Desde el punto de vista del crecimiento lineal, los niños con síndrome de Prader-Willi sin tratamiento suelen alcanzar una talla adulta significativamente inferior a la media poblacional. Esto no se explica únicamente por la alteración hormonal, sino también por la hipotonía crónica y la baja actividad física sostenida. La administración temprana de hormona de crecimiento, especialmente cuando se inicia antes de los dos años de vida, aprovecha una ventana crítica del desarrollo en la que la plasticidad del sistema endocrino y musculoesquelético es mayor. En este periodo, el tratamiento no solo incrementa la velocidad de crecimiento, sino que parece modular de forma más profunda la trayectoria del desarrollo corporal, resultando en una estatura final más cercana a la esperada genéticamente.
Otro aspecto relevante es la influencia de esta terapia sobre el metabolismo lipídico y glucídico. Al aumentar la masa magra y reducir el tejido adiposo, se mejora la sensibilidad a la insulina y se reduce el riesgo de progresión hacia diabetes mellitus tipo dos, una complicación frecuente en estos pacientes debido a la obesidad crónica. Asimismo, se ha observado una mejora en el perfil de colesterol y triglicéridos, lo cual contribuye a disminuir el riesgo cardiovascular a largo plazo. Este efecto metabólico es particularmente importante en un síndrome donde la mortalidad puede estar incrementada por complicaciones asociadas a la obesidad y a la apnea obstructiva del sueño.
La acción de la hormona de crecimiento también se extiende al desarrollo neuromotor.
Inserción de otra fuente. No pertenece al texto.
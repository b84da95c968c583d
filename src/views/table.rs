use std::cmp::Ordering;

use serde::{Deserialize, Serialize};

use super::{Projection, ViewAdapter, ViewFilter, ViewKind};
use crate::models::Task;

#[derive(Debug, Clone, Copy, PartialEq, Eq, Default, Serialize, Deserialize)]
#[serde(rename_all = "snake_case")]
pub enum TableSort {
    #[default]
    Deadline,
    Priority,
    Title,
    Status,
    UpdatedAt,
}

#[derive(Debug, Clone, Copy, PartialEq, Eq, Default, Serialize, Deserialize)]
#[serde(rename_all = "lowercase")]
pub enum SortDirection {
    #[default]
    Asc,
    Desc,
}

#[derive(Debug, Clone, Default)]
pub struct TableView {
    pub sort: TableSort,
    pub direction: SortDirection,
}

#[derive(Debug, Serialize)]
pub struct TableProjection<'a> {
    pub sort: TableSort,
    pub direction: SortDirection,
    pub rows: Vec<&'a Task>,
}

impl TableView {
    fn compare(&self, a: &Task, b: &Task) -> Ordering {
        let ord = match self.sort {
            TableSort::Deadline => a.deadline.cmp(&b.deadline),
            TableSort::Priority => a.priority.cmp(&b.priority),
            TableSort::Title => a.title.to_lowercase().cmp(&b.title.to_lowercase()),
            TableSort::Status => a.status.cmp(&b.status),
            TableSort::UpdatedAt => a.updated_at.cmp(&b.updated_at),
        };
        match self.direction {
            SortDirection::Asc => ord,
            SortDirection::Desc => ord.reverse(),
        }
    }
}

impl ViewAdapter for TableView {
    fn kind(&self) -> ViewKind {
        ViewKind::Table
    }

    fn project<'a>(&self, tasks: &'a [Task], filter: &ViewFilter) -> Projection<'a> {
        let mut rows: Vec<&'a Task> = filter.apply(tasks).collect();
        // stable: ties keep insertion order
        rows.sort_by(|a, b| self.compare(a, b));
        Projection::Table(TableProjection {
            sort: self.sort,
            direction: self.direction,
            rows,
        })
    }
}

#[cfg(test)]
mod tests {
    use super::*;
    use crate::models::{Priority, TaskStatus};
    use crate::views::test_support::task;

    fn titles(view: &TableView, tasks: &[Task]) -> Vec<String> {
        match view.project(tasks, &ViewFilter::default()) {
            Projection::Table(p) => p.rows.iter().map(|t| t.title.clone()).collect(),
            other => panic!("expected table, got {:?}", other.kind()),
        }
    }

    fn sample() -> Vec<Task> {
        vec![
            task("1", "Flyers", TaskStatus::Review, Priority::Low, 9),
            task("2", "Posters", TaskStatus::Todo, Priority::High, 3),
            task("3", "banners", TaskStatus::Closed, Priority::Low, 6),
        ]
    }

    #[test]
    fn default_sort_is_deadline_ascending() {
        assert_eq!(titles(&TableView::default(), &sample()), vec!["Posters", "banners", "Flyers"]);
    }

    #[test]
    fn priority_desc_keeps_ties_in_insertion_order() {
        let view = TableView {
            sort: TableSort::Priority,
            direction: SortDirection::Desc,
        };
        assert_eq!(titles(&view, &sample()), vec!["Posters", "Flyers", "banners"]);
    }

    #[test]
    fn title_sort_ignores_case() {
        let view = TableView {
            sort: TableSort::Title,
            direction: SortDirection::Asc,
        };
        assert_eq!(titles(&view, &sample()), vec!["banners", "Flyers", "Posters"]);
    }
}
En etapas tempranas de la vida, los pacientes con síndrome de Prader-Willi presentan hipotonía severa que dificulta el movimiento espontáneo y el aprendizaje motor. Al mejorar la masa muscular y la eficiencia neuromuscular, la terapia facilita la adquisición de habilidades motoras y puede contribuir indirectamente al desarrollo cognitivo, al permitir una mayor exploración del entorno y una interacción más rica con estímulos sensoriales.
Sin embargo, el tratamiento no se limita a sus beneficios directos, sino que debe interpretarse dentro de un contexto endocrinológico más amplio. Estos pacientes presentan con mayor frecuencia otras alteraciones del sistema hormonal, como hipotiroidismo central, hipogonadismo hipogonadotrópico e insuficiencia suprarrenal central. Esta última es de particular relevancia clínica, ya que en situaciones de estrés fisiológico, como infecciones graves o cirugías, la incapacidad de aumentar adecuadamente la producción de cortisol puede predisponer a eventos potencialmente fatales. Por ello, el manejo con hormona de crecimiento debe integrarse en una evaluación global del eje endocrino, asegurando la identificación y tratamiento oportuno de estas deficiencias.
El diagnóstico del síndrome se basa en la demostración de una alteración en la expresión génica de origen paterno en la región cromosómica quince q once punto dos a q trece, que puede deberse a deleción, disomía uniparental materna o defectos de impronta. El estudio inicial más sensible es el análisis de metilación del ácido desoxirribonucleico, ya que permite identificar la ausencia de patrón paterno normal independientemente del mecanismo subyacente. Una vez establecido este hallazgo, se utilizan técnicas como la hibridación fluorescente in situ o los microarreglos cromosómicos para precisar la causa estructural específica.